#### [What to produce]
Report how many lines of the records below include the word "unwrap". Give nothing but the number.

Saved data entries

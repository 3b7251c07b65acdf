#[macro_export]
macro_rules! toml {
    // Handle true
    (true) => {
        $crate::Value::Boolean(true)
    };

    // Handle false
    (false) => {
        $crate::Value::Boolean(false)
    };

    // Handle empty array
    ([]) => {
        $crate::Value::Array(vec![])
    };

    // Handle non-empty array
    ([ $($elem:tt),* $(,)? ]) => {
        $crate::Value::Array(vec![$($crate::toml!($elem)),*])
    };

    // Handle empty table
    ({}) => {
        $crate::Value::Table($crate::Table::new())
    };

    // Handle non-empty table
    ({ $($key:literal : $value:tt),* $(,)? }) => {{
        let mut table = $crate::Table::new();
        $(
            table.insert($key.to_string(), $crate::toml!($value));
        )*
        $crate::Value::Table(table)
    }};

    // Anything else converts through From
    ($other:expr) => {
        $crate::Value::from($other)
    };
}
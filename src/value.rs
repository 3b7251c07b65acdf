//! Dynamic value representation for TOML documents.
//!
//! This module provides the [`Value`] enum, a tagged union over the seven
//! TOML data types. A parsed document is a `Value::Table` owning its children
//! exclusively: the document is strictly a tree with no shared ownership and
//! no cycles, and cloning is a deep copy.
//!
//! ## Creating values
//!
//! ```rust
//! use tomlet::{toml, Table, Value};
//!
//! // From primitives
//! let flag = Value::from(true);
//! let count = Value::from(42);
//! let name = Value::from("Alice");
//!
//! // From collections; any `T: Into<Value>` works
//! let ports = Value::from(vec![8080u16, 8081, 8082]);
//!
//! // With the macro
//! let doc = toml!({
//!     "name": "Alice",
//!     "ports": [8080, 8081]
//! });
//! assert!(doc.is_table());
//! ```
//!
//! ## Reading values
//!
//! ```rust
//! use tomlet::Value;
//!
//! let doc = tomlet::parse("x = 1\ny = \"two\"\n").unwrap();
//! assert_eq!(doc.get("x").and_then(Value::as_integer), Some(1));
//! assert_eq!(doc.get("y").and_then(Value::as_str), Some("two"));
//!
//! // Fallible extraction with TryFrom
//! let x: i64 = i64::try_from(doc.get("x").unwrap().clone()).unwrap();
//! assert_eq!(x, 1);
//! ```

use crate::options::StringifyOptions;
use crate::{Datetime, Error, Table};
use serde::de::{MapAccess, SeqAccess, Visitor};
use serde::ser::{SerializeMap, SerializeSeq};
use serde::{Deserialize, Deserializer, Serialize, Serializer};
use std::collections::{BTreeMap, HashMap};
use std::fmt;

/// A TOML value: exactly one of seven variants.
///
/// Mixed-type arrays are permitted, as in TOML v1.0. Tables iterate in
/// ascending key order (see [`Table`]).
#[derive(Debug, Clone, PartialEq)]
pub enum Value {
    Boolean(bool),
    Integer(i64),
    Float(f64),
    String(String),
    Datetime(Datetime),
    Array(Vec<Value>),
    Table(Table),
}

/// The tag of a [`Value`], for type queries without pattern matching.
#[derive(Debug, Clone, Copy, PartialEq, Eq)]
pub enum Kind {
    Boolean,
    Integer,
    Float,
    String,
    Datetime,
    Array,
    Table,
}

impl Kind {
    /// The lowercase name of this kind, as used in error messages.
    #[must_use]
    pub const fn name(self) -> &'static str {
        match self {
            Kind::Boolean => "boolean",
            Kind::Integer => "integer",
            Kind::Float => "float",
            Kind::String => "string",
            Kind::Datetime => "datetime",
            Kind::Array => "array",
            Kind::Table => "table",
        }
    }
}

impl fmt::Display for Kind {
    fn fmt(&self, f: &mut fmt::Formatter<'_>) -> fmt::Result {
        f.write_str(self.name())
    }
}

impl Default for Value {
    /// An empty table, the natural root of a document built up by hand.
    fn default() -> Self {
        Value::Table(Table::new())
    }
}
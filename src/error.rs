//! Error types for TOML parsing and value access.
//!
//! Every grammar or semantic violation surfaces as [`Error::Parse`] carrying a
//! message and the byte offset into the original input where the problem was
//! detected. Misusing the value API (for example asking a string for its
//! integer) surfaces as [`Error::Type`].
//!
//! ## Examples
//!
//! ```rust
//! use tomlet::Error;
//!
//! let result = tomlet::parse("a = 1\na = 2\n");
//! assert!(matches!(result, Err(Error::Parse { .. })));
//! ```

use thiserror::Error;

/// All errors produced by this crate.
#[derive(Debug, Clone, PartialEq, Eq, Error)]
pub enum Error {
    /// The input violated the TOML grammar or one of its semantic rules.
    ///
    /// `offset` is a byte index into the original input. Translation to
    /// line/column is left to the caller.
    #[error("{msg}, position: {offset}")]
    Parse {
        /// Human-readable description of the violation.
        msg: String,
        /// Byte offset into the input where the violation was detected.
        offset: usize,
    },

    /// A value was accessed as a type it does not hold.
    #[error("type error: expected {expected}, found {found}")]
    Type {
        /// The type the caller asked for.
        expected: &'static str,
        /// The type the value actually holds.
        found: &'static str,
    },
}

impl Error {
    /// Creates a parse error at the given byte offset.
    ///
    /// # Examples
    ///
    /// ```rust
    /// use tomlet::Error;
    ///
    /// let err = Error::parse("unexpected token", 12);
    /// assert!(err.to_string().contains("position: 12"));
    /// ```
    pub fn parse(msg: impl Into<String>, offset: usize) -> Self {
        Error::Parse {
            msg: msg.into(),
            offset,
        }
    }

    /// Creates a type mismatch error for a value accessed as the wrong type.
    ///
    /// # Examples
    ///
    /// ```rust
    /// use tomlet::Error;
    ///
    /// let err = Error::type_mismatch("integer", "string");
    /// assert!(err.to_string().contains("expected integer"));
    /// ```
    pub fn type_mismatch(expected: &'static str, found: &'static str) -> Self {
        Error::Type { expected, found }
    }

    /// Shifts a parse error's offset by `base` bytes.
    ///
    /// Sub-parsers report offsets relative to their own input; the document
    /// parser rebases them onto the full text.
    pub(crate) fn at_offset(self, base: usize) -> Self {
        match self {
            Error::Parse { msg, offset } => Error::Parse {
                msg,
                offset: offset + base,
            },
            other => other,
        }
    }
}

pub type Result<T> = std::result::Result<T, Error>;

#### [Output below]
2